> **WORK TO COMPLETE**:
From the entries that follow, gather each line holding the word "EnvFilter".

> **ENTRIES PROVIDED**:

#####

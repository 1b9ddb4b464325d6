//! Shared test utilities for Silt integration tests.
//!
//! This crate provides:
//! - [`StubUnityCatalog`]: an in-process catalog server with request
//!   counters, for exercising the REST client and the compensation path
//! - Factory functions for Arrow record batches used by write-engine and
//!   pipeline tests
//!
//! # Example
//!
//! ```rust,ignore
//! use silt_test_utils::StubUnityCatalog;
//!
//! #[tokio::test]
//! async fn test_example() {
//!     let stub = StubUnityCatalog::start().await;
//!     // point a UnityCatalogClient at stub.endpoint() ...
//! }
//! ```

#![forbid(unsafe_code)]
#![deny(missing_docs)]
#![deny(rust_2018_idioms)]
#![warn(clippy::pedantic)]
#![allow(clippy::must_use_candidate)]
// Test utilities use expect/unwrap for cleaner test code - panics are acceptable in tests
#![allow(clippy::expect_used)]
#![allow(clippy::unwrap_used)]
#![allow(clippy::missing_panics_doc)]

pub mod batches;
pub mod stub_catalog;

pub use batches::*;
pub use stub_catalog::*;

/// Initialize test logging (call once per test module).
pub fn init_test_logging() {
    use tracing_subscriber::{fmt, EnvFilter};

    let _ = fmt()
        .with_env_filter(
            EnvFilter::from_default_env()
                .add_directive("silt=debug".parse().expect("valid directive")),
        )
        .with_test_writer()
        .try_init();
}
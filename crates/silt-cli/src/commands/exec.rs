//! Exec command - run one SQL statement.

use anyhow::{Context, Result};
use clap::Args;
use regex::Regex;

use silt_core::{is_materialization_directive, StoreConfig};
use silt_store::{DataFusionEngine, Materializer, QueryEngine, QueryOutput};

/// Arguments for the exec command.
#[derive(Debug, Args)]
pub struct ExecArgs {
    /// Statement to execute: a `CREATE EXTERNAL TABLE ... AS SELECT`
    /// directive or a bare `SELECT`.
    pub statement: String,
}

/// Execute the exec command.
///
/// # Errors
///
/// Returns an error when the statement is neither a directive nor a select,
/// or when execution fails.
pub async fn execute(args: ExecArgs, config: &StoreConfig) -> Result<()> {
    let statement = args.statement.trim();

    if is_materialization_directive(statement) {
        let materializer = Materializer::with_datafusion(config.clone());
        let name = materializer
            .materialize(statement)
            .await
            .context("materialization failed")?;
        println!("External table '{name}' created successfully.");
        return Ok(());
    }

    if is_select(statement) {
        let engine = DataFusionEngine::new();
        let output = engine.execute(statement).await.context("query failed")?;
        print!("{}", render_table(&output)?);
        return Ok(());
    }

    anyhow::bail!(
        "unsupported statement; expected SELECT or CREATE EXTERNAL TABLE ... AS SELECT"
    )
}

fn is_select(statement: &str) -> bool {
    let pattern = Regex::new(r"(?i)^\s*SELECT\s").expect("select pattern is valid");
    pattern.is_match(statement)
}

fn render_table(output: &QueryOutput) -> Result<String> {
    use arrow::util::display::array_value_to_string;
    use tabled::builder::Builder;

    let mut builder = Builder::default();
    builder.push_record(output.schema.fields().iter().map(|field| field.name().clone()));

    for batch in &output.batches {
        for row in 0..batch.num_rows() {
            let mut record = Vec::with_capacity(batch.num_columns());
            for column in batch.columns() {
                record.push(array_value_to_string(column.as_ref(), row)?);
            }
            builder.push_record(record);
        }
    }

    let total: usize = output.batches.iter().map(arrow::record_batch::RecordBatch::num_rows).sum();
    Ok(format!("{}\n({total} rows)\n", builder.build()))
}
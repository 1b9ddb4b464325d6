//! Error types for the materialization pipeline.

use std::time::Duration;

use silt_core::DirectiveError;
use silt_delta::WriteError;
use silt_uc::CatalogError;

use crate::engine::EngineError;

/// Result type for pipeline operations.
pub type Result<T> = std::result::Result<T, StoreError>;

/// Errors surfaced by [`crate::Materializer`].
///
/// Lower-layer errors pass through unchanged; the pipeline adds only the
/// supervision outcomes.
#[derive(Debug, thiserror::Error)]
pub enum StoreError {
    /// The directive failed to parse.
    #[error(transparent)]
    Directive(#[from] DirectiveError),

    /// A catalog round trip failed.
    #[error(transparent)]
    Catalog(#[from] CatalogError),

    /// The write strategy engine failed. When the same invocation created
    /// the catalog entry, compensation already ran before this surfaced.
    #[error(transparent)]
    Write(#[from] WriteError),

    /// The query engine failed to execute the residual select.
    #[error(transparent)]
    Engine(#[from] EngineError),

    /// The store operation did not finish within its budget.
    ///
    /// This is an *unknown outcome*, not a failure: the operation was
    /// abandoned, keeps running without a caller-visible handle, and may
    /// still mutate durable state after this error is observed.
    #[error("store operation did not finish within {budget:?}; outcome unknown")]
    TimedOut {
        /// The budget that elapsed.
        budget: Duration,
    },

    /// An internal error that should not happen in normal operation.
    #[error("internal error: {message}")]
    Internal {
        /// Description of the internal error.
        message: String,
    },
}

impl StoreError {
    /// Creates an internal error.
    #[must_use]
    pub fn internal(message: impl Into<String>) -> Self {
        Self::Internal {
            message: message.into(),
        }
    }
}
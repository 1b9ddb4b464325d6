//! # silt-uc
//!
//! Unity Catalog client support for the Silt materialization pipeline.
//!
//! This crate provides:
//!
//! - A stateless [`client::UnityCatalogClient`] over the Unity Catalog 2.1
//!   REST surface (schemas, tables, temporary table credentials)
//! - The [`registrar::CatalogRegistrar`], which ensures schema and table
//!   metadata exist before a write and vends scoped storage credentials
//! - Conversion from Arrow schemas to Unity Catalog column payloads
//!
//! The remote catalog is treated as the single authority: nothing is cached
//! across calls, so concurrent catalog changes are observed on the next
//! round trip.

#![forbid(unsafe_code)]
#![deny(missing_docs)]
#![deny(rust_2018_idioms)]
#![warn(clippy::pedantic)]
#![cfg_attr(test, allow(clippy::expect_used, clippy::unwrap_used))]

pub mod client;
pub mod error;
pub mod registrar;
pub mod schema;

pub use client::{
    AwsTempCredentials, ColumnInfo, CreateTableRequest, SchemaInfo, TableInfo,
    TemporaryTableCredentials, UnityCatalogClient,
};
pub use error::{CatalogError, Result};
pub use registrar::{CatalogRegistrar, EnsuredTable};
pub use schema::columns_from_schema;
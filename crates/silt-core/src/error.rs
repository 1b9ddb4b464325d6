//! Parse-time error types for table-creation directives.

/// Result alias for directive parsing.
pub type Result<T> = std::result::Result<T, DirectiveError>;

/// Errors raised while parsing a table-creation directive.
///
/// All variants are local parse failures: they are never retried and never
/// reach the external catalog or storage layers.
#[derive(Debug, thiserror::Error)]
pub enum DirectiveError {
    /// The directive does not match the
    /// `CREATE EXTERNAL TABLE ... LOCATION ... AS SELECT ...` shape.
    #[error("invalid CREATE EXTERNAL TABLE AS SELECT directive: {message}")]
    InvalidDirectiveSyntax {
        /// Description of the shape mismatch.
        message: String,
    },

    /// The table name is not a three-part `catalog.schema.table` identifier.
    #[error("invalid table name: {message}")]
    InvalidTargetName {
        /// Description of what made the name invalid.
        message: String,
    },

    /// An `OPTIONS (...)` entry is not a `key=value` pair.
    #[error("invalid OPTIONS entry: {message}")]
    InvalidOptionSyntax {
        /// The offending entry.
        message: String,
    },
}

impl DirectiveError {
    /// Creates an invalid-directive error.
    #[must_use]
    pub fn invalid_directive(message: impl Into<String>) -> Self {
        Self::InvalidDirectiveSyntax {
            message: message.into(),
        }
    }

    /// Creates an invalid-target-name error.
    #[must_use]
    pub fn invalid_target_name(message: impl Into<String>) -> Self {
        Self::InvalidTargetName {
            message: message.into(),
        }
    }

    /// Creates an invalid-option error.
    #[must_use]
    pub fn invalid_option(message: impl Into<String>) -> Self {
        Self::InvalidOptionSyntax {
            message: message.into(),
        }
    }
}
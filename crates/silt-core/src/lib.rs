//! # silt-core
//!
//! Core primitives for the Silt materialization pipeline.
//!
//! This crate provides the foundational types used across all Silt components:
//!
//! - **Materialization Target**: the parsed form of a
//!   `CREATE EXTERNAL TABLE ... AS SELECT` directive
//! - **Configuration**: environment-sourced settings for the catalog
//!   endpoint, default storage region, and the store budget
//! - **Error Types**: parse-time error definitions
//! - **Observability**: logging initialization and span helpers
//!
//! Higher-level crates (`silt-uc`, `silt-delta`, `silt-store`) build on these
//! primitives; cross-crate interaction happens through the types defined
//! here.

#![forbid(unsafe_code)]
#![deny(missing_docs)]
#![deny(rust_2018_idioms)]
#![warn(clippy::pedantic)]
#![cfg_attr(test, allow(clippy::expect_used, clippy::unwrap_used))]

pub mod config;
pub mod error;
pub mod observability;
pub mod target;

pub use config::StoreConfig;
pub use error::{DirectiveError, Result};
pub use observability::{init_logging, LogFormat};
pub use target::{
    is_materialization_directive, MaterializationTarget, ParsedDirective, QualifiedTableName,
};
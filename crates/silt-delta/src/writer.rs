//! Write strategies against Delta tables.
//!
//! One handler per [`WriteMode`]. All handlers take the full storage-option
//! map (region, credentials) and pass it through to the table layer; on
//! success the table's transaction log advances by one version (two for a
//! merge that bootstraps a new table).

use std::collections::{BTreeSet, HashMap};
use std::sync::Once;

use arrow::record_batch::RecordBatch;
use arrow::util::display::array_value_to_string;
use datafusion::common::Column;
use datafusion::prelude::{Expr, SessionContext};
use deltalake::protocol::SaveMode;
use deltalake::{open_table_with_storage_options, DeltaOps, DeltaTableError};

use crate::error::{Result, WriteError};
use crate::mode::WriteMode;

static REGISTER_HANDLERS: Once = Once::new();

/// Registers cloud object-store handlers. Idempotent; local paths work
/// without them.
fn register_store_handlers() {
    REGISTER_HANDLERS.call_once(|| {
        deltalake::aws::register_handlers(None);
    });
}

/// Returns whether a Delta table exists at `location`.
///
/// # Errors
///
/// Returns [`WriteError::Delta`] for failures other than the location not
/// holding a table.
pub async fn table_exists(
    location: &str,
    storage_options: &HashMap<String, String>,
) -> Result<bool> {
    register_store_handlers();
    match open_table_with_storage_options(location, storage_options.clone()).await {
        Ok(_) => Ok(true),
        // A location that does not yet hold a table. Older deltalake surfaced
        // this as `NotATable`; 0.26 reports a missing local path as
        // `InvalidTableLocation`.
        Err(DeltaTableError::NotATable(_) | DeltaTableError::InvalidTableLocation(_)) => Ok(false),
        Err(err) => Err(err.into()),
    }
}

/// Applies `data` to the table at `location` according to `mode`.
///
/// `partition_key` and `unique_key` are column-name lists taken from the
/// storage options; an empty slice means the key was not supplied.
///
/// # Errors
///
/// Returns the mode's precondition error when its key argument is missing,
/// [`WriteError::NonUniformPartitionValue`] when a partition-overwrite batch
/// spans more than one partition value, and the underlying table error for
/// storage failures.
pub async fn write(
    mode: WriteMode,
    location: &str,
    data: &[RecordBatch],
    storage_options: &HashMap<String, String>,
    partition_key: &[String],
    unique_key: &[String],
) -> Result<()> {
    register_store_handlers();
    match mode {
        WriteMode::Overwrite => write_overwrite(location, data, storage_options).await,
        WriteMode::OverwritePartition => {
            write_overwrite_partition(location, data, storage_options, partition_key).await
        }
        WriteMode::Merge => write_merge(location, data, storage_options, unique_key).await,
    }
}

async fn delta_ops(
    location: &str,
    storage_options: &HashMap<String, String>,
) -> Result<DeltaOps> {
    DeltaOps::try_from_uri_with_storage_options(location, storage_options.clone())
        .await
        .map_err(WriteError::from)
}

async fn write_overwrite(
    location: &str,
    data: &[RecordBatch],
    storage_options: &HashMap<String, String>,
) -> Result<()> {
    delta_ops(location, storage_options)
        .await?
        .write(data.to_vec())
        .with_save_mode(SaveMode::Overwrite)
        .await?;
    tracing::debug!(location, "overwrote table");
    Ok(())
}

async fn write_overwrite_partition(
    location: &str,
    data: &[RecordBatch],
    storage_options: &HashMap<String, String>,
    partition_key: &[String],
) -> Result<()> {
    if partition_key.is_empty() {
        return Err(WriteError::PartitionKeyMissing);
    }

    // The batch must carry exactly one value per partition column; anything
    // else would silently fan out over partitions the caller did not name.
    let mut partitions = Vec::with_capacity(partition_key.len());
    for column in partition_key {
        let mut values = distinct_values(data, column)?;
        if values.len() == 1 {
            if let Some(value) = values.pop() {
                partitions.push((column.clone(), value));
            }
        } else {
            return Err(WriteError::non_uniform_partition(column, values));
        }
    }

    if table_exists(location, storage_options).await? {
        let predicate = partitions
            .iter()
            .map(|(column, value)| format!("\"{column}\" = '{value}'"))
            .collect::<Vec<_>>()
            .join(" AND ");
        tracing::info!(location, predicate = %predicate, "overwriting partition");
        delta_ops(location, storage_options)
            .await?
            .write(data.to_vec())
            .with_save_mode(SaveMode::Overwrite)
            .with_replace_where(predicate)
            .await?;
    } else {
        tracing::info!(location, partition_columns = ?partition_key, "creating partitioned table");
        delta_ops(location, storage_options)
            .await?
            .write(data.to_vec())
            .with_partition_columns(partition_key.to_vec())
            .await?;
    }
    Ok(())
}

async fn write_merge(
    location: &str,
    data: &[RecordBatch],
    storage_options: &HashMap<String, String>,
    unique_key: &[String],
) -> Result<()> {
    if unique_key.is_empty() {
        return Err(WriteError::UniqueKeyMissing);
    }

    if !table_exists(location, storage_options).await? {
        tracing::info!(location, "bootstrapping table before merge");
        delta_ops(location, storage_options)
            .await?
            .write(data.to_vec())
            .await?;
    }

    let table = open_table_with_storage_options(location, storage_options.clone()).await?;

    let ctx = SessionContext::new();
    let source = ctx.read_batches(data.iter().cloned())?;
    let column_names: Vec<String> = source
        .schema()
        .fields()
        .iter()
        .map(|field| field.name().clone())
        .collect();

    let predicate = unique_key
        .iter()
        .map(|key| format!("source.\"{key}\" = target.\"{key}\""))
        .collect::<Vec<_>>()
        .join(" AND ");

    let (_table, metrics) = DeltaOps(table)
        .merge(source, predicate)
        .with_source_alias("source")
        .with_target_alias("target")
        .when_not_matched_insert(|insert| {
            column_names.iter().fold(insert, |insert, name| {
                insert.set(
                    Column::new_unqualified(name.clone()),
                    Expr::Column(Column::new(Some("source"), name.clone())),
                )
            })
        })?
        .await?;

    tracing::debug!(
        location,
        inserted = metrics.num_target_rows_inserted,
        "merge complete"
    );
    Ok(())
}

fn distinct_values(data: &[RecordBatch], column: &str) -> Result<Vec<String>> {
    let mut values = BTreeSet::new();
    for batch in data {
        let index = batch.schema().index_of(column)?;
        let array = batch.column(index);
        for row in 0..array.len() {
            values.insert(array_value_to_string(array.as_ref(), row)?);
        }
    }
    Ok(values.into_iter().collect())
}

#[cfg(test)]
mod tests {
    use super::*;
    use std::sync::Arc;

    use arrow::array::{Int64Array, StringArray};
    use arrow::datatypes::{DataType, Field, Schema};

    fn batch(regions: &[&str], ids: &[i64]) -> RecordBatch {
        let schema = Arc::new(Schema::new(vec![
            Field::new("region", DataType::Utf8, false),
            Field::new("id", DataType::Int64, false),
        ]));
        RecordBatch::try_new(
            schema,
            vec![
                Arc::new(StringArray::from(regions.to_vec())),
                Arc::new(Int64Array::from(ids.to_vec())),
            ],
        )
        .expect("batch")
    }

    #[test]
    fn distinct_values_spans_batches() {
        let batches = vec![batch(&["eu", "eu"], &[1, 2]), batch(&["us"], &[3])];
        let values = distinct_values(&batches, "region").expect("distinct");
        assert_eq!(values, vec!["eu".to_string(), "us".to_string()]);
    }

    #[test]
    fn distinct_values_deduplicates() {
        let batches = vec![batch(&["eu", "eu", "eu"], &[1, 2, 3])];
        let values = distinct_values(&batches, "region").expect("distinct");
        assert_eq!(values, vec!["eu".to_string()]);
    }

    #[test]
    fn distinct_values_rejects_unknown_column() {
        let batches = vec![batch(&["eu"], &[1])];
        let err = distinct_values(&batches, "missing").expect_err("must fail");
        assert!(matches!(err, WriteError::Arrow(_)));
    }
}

#####

> **FINISHED EXERCISE**:
    use tracing_subscriber::{fmt, EnvFilter};
            EnvFilter::from_default_env()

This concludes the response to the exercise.